* **Stored data**
☆ ☆ ☆

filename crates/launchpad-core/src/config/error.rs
//! # Launchpad Configuration Errors
//!
//! Errors raised while locating and parsing a [`LaunchConfig`](super::LaunchConfig) file.
use std::path::PathBuf;
use thiserror::Error;

#[derive(Debug, Error)]
pub enum ConfigError {
    #[error("I/O error during operation '{operation}' on path '{}': {source}", .path.display())]
    Io {
        path: PathBuf,
        operation: String,
        #[source]
        source: std::io::Error,
    },

    #[error("Configuration file not found at path: {}", .0.display())]
    NotFound(PathBuf),

    #[error("Unsupported configuration format: {0}")]
    UnsupportedFormat(String),

    #[error("Deserialization from '{format}' failed: {source}")]
    Deserialization {
        format: String,
        #[source]
        source: Box<dyn std::error::Error + Send + Sync + 'static>,
    },

    #[error("Serialization to '{format}' failed: {source}")]
    Serialization {
        format: String,
        #[source]
        source: Box<dyn std::error::Error + Send + Sync + 'static>,
    },
}

// Helper for creating Io errors, ensuring path is always included.
impl ConfigError {
    pub fn io(source: std::io::Error, operation: impl Into<String>, path: PathBuf) -> Self {
        ConfigError::Io {
            source,
            operation: operation.into(),
            path,
        }
    }
}
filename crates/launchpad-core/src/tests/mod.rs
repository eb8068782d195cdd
mod integration;
//! Adapter between the host runtime's service lifecycle and [`PluginLoader`].
//!
//! The host calls `on_load` when it learns about the service, then
//! `initialize`, `begin_scanning` and `run_scan`. `run_scan` reports the
//! artifacts the host itself has to put on its launch path: those whose
//! manifest carries the launch attribute (`MixinConfigs` by default).
use std::path::{Path, PathBuf};

use log::info;

use crate::plugin_system::environment::{Environment, GAME_DIRECTORY_PROPERTY};
use crate::plugin_system::error::PluginSystemError;
use crate::plugin_system::loader::PluginLoader;
use crate::plugin_system::manifest::attributes;
use crate::plugin_system::resource::PluginResource;

/// An artifact handed back to the host, named after its file name.
#[derive(Debug, Clone, PartialEq, Eq)]
pub struct LaunchResource {
    pub name: String,
    pub path: PathBuf,
}

pub struct DiscovererService {
    loader: PluginLoader,
    launch_attribute: String,
}

impl DiscovererService {
    pub const NAME: &'static str = "plugin_discoverer";

    pub fn new(loader: PluginLoader) -> Self {
        Self {
            loader,
            launch_attribute: attributes::MIXIN_CONFIGS.to_string(),
        }
    }

    /// Use a different manifest attribute to select launch resources.
    pub fn with_launch_attribute(mut self, attribute: impl Into<String>) -> Self {
        self.launch_attribute = attribute.into();
        self
    }

    pub fn name(&self) -> &'static str {
        Self::NAME
    }

    /// Discover the available language loaders.
    pub fn on_load(&mut self) -> usize {
        self.loader.discover_services()
    }

    /// Initialize the loader at the environment's `gamedir` property, or `.`.
    pub fn initialize(&mut self, environment: &Environment) -> Result<(), PluginSystemError> {
        let game_directory = environment
            .property(GAME_DIRECTORY_PROPERTY)
            .map(PathBuf::from)
            .unwrap_or_else(|| PathBuf::from("."));
        self.loader.initialize(game_directory)
    }

    pub fn begin_scanning(&mut self) {}

    /// Discover resources and return the launch resources among them, in path order.
    pub fn run_scan(&mut self) -> Result<Vec<LaunchResource>, PluginSystemError> {
        self.loader.discover_resources()?;
        let launch: Vec<LaunchResource> = self
            .loader
            .all_resources()
            .iter()
            .filter(|resource| carries_attribute(resource, &self.launch_attribute))
            .map(|resource| LaunchResource {
                name: resource.file_name(),
                path: resource.root_path().to_path_buf(),
            })
            .collect();
        info!(
            target: self.loader.environment().log_target(),
            "{} launch resource(s) carry '{}'",
            launch.len(),
            self.launch_attribute
        );
        Ok(launch)
    }

    pub fn loader(&self) -> &PluginLoader {
        &self.loader
    }

    pub fn loader_mut(&mut self) -> &mut PluginLoader {
        &mut self.loader
    }

    /// Hand the loader back to the bootstrap for the remaining phases.
    pub fn into_loader(self) -> PluginLoader {
        self.loader
    }

    pub fn root_directory(&self) -> &Path {
        self.loader.environment().root_directory()
    }
}

fn carries_attribute(resource: &PluginResource, attribute: &str) -> bool {
    resource
        .manifest()
        .and_then(|manifest| manifest.attribute(attribute))
        .is_some()
}
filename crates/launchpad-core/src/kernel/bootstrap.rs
use std::path::{Path, PathBuf};

use log::{debug, info, warn};

use crate::config::LaunchConfig;
use crate::kernel::constants;
use crate::kernel::error::Result;
use crate::plugin_system::environment::{Environment, GAME_DIRECTORY_PROPERTY};
use crate::plugin_system::error::PluginSystemError;
use crate::plugin_system::loader::PluginLoader;
use crate::plugin_system::registry::{LoaderCatalog, LoaderStatus, ServicesManifest};
use crate::plugin_system::resource::PluginResource;
use crate::plugin_system::scanner::ResourceMap;
use crate::plugin_system::service::{DiscovererService, LaunchResource};
use crate::plugin_system::traits::LoadedPlugin;

/// Outcome of a full discovery run.
#[derive(Debug, Default)]
pub struct LoadReport {
    /// Every discovered loader and its status after initialization, in registry order
    pub loaders: Vec<(String, LoaderStatus)>,
    /// Every discovered resource in path order
    pub resources: Vec<PluginResource>,
    pub containers: Vec<LoadedPlugin>,
    /// Resources no loader claimed
    pub unclaimed: Vec<PluginResource>,
    /// Loader initialization and container creation failures
    pub failures: Vec<PluginSystemError>,
}

impl LoadReport {
    /// True when no loader or container failed.
    pub fn is_clean(&self) -> bool {
        self.failures.is_empty()
    }
}

/// Bootstrap context for one host process.
///
/// Owns the configuration and the loader registration table; every run gets
/// a fresh [`PluginLoader`], so a `Launcher` can be reused for several
/// directories.
pub struct Launcher {
    config: LaunchConfig,
    catalog: LoaderCatalog,
    environment: Environment,
}

impl Launcher {
    /// Build a launcher. When the configuration names a services manifest, the
    /// catalog is narrowed and reordered by it.
    pub fn new(config: LaunchConfig, catalog: LoaderCatalog) -> Result<Self> {
        info!(target: constants::LOG_TARGET, "Initializing {} v{}", constants::APP_NAME, constants::APP_VERSION);

        let catalog = match &config.services_manifest {
            Some(path) => {
                let manifest = ServicesManifest::load(path)?;
                debug!(target: constants::LOG_TARGET, "Services manifest {} lists {:?}", path.display(), manifest.names());
                catalog.restrict_to(&manifest)
            }
            None => catalog,
        };
        if catalog.is_empty() {
            warn!(target: constants::LOG_TARGET, "No language loaders are registered; nothing will be loaded");
        }

        let environment = config.environment();
        Ok(Self {
            config,
            catalog,
            environment,
        })
    }

    pub fn config(&self) -> &LaunchConfig {
        &self.config
    }

    pub fn catalog(&self) -> &LoaderCatalog {
        &self.catalog
    }

    pub fn environment(&self) -> &Environment {
        &self.environment
    }

    /// Game directory to use: `game_dir` if given, else the configured one.
    pub fn game_directory(&self, game_dir: Option<&Path>) -> PathBuf {
        game_dir
            .map(Path::to_path_buf)
            .unwrap_or_else(|| self.config.game_directory.clone())
    }

    /// A fresh orchestrator over this launcher's catalog, with the environment
    /// rooted at `game_dir` so loaders see it during their initialization.
    pub fn new_loader(&self, game_dir: &Path) -> PluginLoader {
        PluginLoader::new(self.environment.with_root_directory(game_dir), self.catalog.clone())
            .with_extra_resources(self.config.extra_resources.clone())
    }

    /// Discover and initialize the language loaders, reporting their status.
    pub fn loaders(&self) -> Vec<(String, LoaderStatus)> {
        let mut loader = self.new_loader(&self.config.game_directory);
        loader.discover_services();
        loader.initialize_services();
        loader_statuses(&loader)
    }

    /// Scan `game_dir` and return the resources grouped by affinity key.
    pub fn scan(&self, game_dir: Option<&Path>) -> Result<ResourceMap> {
        let game_dir = self.game_directory(game_dir);
        let mut loader = self.new_loader(&game_dir);
        loader.initialize(&game_dir)?;
        loader.discover_resources()?;
        Ok(loader.resources().clone())
    }

    /// Run the host runtime adapter up to its scan and return the launch resources.
    pub fn launch_resources(&self, game_dir: Option<&Path>) -> Result<Vec<LaunchResource>> {
        let game_dir = self.game_directory(game_dir);
        let environment = self
            .environment
            .with_root_directory(&game_dir)
            .with_property(GAME_DIRECTORY_PROPERTY, game_dir.display().to_string());

        let mut service = DiscovererService::new(self.new_loader(&game_dir))
            .with_launch_attribute(self.config.launch_attribute.clone());
        debug!(target: constants::LOG_TARGET, "Starting service '{}'", service.name());
        service.on_load();
        service.initialize(&environment)?;
        service.begin_scanning();
        Ok(service.run_scan()?)
    }

    /// Run the whole pipeline against `game_dir` (or the configured directory).
    ///
    /// Only an unusable game directory fails the call; loader and container
    /// failures end up in [`LoadReport::failures`].
    pub fn load_plugins(&self, game_dir: Option<&Path>) -> Result<LoadReport> {
        let game_dir = self.game_directory(game_dir);
        let mut loader = self.new_loader(&game_dir);

        loader.discover_services();
        let mut failures = loader.initialize_services();
        loader.initialize(&game_dir)?;
        loader.discover_resources()?;
        loader.determine_candidates()?;
        let created = loader.create_containers()?;

        let loaders = loader_statuses(&loader);
        let resources = loader.all_resources();
        let unclaimed = loader.unclaimed().to_vec();
        let (containers, container_failures) = loader.into_results();
        failures.extend(container_failures);

        info!(
            target: constants::LOG_TARGET,
            "Loaded {} plugin(s) from {} ({} unclaimed, {} failure(s))",
            created,
            game_dir.display(),
            unclaimed.len(),
            failures.len()
        );

        Ok(LoadReport {
            loaders,
            resources,
            containers,
            unclaimed,
            failures,
        })
    }
}

fn loader_statuses(loader: &PluginLoader) -> Vec<(String, LoaderStatus)> {
    loader
        .services()
        .iter()
        .map(|(name, status)| (name.to_string(), status))
        .collect()
}
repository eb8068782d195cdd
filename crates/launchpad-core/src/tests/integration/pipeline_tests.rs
#![cfg(test)]

use tempfile::tempdir;

use super::common::{entries, java_then_script, journal, write_jar, write_plain_dir};
use crate::config::LaunchConfig;
use crate::kernel::bootstrap::Launcher;
use crate::plugin_system::environment::Environment;
use crate::plugin_system::loader::{LoaderState, PluginLoader};
use crate::plugin_system::resource::{ResourceKind, UNASSIGNED_AFFINITY};

const JAVA_MANIFEST: &str = "Manifest-Version: 1.0\r\nPlugin-Loader: java\r\nPlugin-Id: plugin_a\r\n\r\n";

#[test]
fn test_host_bootstrap_sequence_with_unclaimed_directory() {
    let root = tempdir().unwrap();
    write_jar(root.path(), "pluginA.jar", JAVA_MANIFEST);
    write_plain_dir(root.path(), "pluginB.dir");
    let calls = journal();

    let mut loader = PluginLoader::new(Environment::default(), java_then_script(&calls, false));
    assert_eq!(loader.discover_services(), 2);
    assert!(loader.initialize_services().is_empty());
    loader.initialize(root.path()).unwrap();

    let resources = loader.discover_resources().unwrap();
    assert_eq!(resources.values().map(Vec::len).sum::<usize>(), 2);
    assert_eq!(resources["java"][0].kind(), ResourceKind::Archive);
    assert!(!resources[UNASSIGNED_AFFINITY][0].metadata().is_present());

    loader.determine_candidates().unwrap();
    assert_eq!(loader.candidates_for("java").len(), 1);
    assert!(loader.candidates_for("script").is_empty());
    assert_eq!(loader.unclaimed()[0].file_name(), "pluginB.dir");

    assert_eq!(loader.create_containers().unwrap(), 1);
    assert_eq!(loader.state(), LoaderState::ContainersCreated);

    assert_eq!(
        entries(&calls),
        vec![
            "java:initialize",
            "script:initialize",
            "java:claim[pluginA.jar,pluginB.dir]",
            "script:claim[pluginB.dir]",
            "java:create[pluginA.jar]",
        ]
    );
}

#[test]
fn test_directory_convention_fallback_claims_leftover() {
    let root = tempdir().unwrap();
    write_jar(root.path(), "pluginA.jar", JAVA_MANIFEST);
    write_plain_dir(root.path(), "pluginB.dir");
    let calls = journal();

    let launcher = Launcher::new(LaunchConfig::default(), java_then_script(&calls, true)).unwrap();
    let report = launcher.load_plugins(Some(root.path())).unwrap();

    let loaded: Vec<(&str, &str)> = report
        .containers
        .iter()
        .map(|l| (l.loader.as_str(), l.container.id()))
        .collect();
    assert_eq!(loaded, vec![("java", "pluginA.jar"), ("script", "pluginB.dir")]);
    assert!(report.unclaimed.is_empty());
    assert!(report.is_clean());
}

#[test]
fn test_repeated_runs_are_identical() {
    let root = tempdir().unwrap();
    for i in 0..5 {
        write_jar(root.path(), &format!("mod{}.jar", i), JAVA_MANIFEST);
        write_plain_dir(root.path(), &format!("dir{}", i));
    }
    let calls = journal();
    let launcher = Launcher::new(LaunchConfig::default(), java_then_script(&calls, true)).unwrap();

    let first = launcher.load_plugins(Some(root.path())).unwrap();
    let second = launcher.load_plugins(Some(root.path())).unwrap();
    assert_eq!(first.resources, second.resources);
    let ids = |r: &crate::kernel::bootstrap::LoadReport| -> Vec<String> {
        r.containers.iter().map(|l| l.container.id().to_string()).collect()
    };
    assert_eq!(ids(&first), ids(&second));
    assert_eq!(first.containers.len(), 10);
}
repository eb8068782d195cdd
#![cfg(test)]

pub mod common;
pub mod config_tests;
pub mod pipeline_tests;
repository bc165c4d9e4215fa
pub(crate) fn default_log_level() -> super::models::LogLevel {
    super::models::LogLevel::Debug
}

pub(crate) fn default_segment_mode() -> super::models::SegmentMode {
    super::models::SegmentMode::Sentence
}

pub(crate) fn default_chunk_size() -> usize {
    1
}

pub(crate) fn default_word_chunk_size() -> usize {
    6
}

pub(crate) fn default_auto_continue() -> bool {
    true
}

pub(crate) fn default_pause_after_unit_secs() -> f32 {
    0.2
}

pub(crate) fn default_tts_rate() -> f32 {
    0.85
}

pub(crate) fn default_tts_pitch() -> f32 {
    1.0
}

pub(crate) fn default_tts_volume() -> f32 {
    1.0
}

pub(crate) fn default_preferred_voices() -> Vec<String> {
    vec![
        "Samantha".to_string(),
        "Daniel".to_string(),
        "Karen".to_string(),
    ]
}

pub(crate) fn default_language_prefix() -> String {
    "en".to_string()
}

pub(crate) fn default_engine_program() -> String {
    "espeak-ng".to_string()
}

pub(crate) fn default_true() -> bool {
    true
}

pub(crate) fn default_highlight_color() -> super::models::HighlightColor {
    super::models::HighlightColor {
        r: 0.8,
        g: 0.8,
        b: 0.5,
        a: 0.2,
    }
}

pub(crate) fn default_context_units() -> usize {
    1
}
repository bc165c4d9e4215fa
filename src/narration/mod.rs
//! Narration: the playback state machine and its session bookkeeping.

mod controller;
mod session;

pub use controller::{ControllerSignal, NarrationOptions, PlaybackController};
pub use session::{PlaybackState, SessionId};

use thiserror::Error;

#[derive(Debug, Error, Clone, PartialEq, Eq)]
pub enum NarrationError {
    #[error("No voice available")]
    NoVoiceAvailable,
    #[error("Speech engine unavailable: {0}")]
    EngineUnavailable(String),
}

☆ ☆ ☆

* **EXERCISE DESCRIPTION**
For every line above with the word "LaunchConfig" in it, make a copy.

* **THE COMPLETED TASK**
//! Errors raised while locating and parsing a [`LaunchConfig`](super::LaunchConfig) file.
use crate::config::LaunchConfig;
    config: LaunchConfig,
    pub fn new(config: LaunchConfig, catalog: LoaderCatalog) -> Result<Self> {
    pub fn config(&self) -> &LaunchConfig {
use crate::config::LaunchConfig;
    let launcher = Launcher::new(LaunchConfig::default(), java_then_script(&calls, true)).unwrap();
    let launcher = Launcher::new(LaunchConfig::default(), java_then_script(&calls, true)).unwrap();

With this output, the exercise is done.